AVROBIO Inc., Department of Translational Data Sciences and Advanced Analytics, Cambridge, MA 02139, USA.
Pharmaceutics. 2020 Nov 26;12(12):1147. doi: 10.3390/pharmaceutics12121147.
Autosomal dominant polycystic kidney disease (ADPKD) is a genetic disease characterized by an overexpression of epidermal growth factor receptor (EGFR). Nimotuzumab is a recombinant humanized monoclonal antibody against human EGFR. The aim of this study was to develop a population pharmacokinetic model for nimotuzumab and to identify demographic and clinical predictive factors of the pharmacokinetic variability. The population pharmacokinetics (PopPK) of nimotuzumab was characterized using a nonlinear mixed-effect modeling approach with NONMEM. A total of 422 log-transformed concentration-versus-time datapoints from 20 patients enrolled in a single-center phase I clinical trial were used. Quasi steady state approximation of the full TMDD (target-mediated drug disposition) model with constant target concentration best described the concentration-time profiles. A turnover mediator was included which stimulates the non-specific clearance of mAb in the central compartment in order to explain the reduced levels at higher doses. Covariates had no influence on the PK (pharmacokinetics) parameters. The model was able to detect that the maximum effective dose in ADPKD subjects is 100 mg. The developed PopPK model may be used to guide the dose selection for nimotuzumab during routine clinical practice in patients with polycystic kidney disease. The model will further support the ongoing investigations of the PK/PD relationships of nimotuzumab to improve its therapeutic use in other disease areas.

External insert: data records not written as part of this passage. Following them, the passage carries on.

//! Serve command - Starts the HTTP server.

use crate::api::{create_router, AppState};
use crate::cli::args::ServeArgs;
use crate::config::Config;
use crate::errors::{AppError, AppResult};
use crate::services::{ServiceContainer, Services};

/// Execute the serve command
pub async fn execute(args: ServeArgs, config: Config) -> AppResult<()> {
    tracing::info!("Starting server...");

    // Event bus, listeners, scheduler and the cleanup job
    let services = Services::bootstrap(&config)?;
    let scheduler = services.scheduler();

    let app = create_router(AppState::from_services(&services));

    let addr = format!("{}:{}", args.host, args.port);
    let listener = tokio::net::TcpListener::bind(&addr)
        .await
        .map_err(|e| AppError::internal(format!("Failed to bind to {}: {}", addr, e)))?;

    tracing::info!("Server running on http://{}", addr);

    let served = axum::serve(listener, app)
        .with_graceful_shutdown(shutdown_signal())
        .await
        .map_err(|e| AppError::internal(format!("Server error: {}", e)));

    // Schedules are in-memory only; drop them with the process
    let cancelled = scheduler.shutdown();
    tracing::info!(timers = cancelled, "Server stopped");

    served
}

async fn shutdown_signal() {
    if let Err(e) = tokio::signal::ctrl_c().await {
        tracing::error!("Failed to listen for shutdown signal: {}", e);
        std::future::pending::<()>().await;
    }
    tracing::info!("Received shutdown signal");
}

常染色体显性多囊肾病(ADPKD)是一种以表皮生长因子受体(EGFR)过度表达为特征的遗传疾病。尼妥珠单抗是一种针对人EGFR的重组人源化单克隆抗体。本研究的目的是建立尼妥珠单抗的群体药代动力学模型,并确定药代动力学变异性的人口统计学和临床预测因素。采用非线性混合效应建模方法和NONMEM对尼妥珠单抗的群体药代动力学(PopPK)进行表征。使用了来自一项单中心I期临床试验的20名患者的总共422个对数转换后的浓度-时间数据点。具有恒定靶浓度的完整TMDD(靶介导药物处置)模型的准稳态近似最能描述浓度-时间曲线。纳入了一个周转介质,以刺激中央室中mAb的非特异性清除,从而解释较高剂量下水平的降低。协变量对PK(药代动力学)参数没有影响。该模型能够检测到ADPKD受试者的最大有效剂量为100mg。所建立的PopPK模型可用于指导多囊肾病患者常规临床实践中尼妥珠单抗的剂量选择。该模型将进一步支持正在进行的尼妥珠单抗PK/PD关系研究,以改善其在其他疾病领域的治疗应用。